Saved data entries
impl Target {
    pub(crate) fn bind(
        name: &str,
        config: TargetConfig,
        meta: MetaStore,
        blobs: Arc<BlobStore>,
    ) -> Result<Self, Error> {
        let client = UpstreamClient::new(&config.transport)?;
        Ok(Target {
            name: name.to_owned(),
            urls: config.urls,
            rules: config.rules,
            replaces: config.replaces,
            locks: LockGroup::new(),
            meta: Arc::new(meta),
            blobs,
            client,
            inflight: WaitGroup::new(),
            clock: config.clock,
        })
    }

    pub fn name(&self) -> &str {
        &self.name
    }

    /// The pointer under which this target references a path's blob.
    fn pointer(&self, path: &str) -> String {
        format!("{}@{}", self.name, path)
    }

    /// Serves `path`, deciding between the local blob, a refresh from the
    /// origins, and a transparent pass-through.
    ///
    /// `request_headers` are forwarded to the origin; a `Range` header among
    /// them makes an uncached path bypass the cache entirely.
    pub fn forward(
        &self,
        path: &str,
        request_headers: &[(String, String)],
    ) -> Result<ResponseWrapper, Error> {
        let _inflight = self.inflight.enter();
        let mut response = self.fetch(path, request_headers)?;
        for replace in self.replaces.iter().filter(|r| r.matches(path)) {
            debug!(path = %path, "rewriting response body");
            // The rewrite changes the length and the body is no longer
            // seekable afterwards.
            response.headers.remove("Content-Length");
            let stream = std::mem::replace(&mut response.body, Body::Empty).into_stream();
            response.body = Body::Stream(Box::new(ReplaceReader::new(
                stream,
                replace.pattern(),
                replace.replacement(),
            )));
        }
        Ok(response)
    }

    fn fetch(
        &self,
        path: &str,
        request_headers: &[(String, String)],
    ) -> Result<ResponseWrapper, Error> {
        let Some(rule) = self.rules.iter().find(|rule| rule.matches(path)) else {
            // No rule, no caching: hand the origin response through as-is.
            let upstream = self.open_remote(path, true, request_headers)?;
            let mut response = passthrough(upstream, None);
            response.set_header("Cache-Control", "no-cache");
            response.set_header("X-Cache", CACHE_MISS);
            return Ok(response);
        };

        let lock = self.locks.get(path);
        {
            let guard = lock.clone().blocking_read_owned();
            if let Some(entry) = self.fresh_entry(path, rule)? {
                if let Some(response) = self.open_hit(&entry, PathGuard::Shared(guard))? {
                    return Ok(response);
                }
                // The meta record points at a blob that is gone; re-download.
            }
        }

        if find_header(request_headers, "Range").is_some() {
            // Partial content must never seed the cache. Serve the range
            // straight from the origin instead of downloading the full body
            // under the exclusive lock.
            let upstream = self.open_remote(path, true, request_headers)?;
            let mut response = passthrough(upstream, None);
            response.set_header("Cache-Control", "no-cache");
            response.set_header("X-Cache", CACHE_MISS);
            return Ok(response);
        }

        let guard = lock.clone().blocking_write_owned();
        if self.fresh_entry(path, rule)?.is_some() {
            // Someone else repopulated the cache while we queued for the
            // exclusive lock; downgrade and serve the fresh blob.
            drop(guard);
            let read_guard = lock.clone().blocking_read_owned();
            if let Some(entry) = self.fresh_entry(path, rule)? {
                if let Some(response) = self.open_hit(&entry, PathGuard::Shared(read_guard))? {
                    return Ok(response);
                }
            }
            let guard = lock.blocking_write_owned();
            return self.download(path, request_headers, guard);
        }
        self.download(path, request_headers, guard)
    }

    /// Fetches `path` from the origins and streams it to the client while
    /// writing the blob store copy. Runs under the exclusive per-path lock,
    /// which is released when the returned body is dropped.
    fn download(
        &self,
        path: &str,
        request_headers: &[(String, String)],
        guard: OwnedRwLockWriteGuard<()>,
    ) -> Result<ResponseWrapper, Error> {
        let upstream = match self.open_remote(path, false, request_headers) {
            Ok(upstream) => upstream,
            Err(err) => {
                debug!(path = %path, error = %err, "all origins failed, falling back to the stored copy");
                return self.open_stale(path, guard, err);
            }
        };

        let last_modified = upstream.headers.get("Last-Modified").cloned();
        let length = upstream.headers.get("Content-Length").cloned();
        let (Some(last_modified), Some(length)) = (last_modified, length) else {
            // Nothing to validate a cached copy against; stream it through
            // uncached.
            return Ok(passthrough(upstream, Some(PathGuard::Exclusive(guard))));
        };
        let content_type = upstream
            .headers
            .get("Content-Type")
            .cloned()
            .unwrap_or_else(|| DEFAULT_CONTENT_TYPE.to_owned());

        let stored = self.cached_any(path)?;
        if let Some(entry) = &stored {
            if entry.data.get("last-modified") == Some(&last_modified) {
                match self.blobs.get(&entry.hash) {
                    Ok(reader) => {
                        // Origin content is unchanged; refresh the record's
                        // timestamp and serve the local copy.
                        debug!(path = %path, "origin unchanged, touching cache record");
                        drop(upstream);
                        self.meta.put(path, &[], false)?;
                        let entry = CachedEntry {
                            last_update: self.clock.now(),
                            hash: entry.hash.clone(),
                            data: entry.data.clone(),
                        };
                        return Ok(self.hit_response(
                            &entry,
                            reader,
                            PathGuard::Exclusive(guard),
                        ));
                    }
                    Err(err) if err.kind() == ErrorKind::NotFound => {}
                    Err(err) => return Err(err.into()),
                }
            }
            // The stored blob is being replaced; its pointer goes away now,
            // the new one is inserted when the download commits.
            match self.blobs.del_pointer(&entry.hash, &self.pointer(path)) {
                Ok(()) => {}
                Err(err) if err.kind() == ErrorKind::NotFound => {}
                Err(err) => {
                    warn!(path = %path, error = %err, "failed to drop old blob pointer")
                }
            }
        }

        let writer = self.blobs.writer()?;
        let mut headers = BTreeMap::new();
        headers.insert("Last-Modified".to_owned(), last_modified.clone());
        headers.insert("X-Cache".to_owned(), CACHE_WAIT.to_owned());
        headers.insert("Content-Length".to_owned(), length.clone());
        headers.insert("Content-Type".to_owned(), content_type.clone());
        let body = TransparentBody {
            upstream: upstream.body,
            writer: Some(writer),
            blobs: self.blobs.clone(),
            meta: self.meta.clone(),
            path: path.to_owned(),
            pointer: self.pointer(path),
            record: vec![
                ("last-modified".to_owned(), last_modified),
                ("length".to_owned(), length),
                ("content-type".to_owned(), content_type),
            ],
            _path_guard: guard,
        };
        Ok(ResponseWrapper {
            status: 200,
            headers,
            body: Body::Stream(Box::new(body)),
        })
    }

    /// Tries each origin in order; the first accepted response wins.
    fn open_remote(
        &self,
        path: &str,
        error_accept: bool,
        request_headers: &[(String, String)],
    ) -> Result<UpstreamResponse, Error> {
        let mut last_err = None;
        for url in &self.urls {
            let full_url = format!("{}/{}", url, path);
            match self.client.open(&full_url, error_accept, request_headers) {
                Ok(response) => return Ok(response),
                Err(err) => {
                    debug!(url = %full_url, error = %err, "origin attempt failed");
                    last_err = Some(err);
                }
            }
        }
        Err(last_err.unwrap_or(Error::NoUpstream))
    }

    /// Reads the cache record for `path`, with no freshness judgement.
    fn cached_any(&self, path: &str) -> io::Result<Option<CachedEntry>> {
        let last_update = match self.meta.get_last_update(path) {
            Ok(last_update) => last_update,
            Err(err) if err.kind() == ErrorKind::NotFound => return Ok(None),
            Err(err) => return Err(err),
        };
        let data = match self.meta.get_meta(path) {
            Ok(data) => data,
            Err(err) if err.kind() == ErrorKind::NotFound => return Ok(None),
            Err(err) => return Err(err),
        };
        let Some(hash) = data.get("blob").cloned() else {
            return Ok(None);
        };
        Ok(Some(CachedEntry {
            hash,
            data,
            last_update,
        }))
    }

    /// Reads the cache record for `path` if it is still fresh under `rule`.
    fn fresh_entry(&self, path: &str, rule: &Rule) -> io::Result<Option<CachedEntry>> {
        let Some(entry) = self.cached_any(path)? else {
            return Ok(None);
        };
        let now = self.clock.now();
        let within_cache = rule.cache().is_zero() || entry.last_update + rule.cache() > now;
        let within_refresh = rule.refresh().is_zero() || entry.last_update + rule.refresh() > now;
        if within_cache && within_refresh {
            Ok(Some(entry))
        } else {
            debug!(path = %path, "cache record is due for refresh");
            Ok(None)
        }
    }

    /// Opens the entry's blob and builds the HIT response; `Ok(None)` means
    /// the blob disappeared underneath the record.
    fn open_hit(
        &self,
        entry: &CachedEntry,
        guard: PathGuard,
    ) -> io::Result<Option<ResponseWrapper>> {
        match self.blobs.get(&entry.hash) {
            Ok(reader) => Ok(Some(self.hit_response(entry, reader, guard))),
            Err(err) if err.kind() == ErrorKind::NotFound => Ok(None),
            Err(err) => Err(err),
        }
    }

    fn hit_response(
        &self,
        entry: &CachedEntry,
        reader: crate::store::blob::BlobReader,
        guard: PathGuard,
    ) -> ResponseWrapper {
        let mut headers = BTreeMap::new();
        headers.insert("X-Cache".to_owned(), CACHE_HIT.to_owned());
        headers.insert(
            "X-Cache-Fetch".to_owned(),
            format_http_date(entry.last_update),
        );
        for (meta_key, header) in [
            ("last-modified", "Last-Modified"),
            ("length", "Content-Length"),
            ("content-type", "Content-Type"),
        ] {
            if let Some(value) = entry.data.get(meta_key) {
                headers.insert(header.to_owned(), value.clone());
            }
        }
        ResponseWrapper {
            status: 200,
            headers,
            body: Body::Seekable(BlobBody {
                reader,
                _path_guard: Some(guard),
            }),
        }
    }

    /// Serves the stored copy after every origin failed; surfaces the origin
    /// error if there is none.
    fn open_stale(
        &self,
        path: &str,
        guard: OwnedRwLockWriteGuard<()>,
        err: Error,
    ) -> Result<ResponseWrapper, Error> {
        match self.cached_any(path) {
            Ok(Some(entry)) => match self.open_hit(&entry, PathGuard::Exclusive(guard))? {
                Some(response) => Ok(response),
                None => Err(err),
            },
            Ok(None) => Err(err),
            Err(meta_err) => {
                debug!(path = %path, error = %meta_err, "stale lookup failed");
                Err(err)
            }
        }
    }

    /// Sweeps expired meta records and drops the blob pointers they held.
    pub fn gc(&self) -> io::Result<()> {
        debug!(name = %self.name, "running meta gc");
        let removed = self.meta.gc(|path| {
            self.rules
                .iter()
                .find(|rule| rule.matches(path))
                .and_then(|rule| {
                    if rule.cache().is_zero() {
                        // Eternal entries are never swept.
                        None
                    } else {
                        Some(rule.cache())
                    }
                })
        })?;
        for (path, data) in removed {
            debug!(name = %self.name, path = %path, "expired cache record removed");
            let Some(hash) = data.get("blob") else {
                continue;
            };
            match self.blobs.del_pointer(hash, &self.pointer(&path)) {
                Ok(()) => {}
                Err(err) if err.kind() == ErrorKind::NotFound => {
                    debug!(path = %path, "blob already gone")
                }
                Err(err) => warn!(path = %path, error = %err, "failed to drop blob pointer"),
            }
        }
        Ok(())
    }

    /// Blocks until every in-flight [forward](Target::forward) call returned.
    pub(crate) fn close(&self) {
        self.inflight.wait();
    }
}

**TASK OBJECTIVE:**
Find the lines above holding the word "writer" and show them.

**SOLVED PROBLEM:**
        let writer = self.blobs.writer()?;
            writer: Some(writer),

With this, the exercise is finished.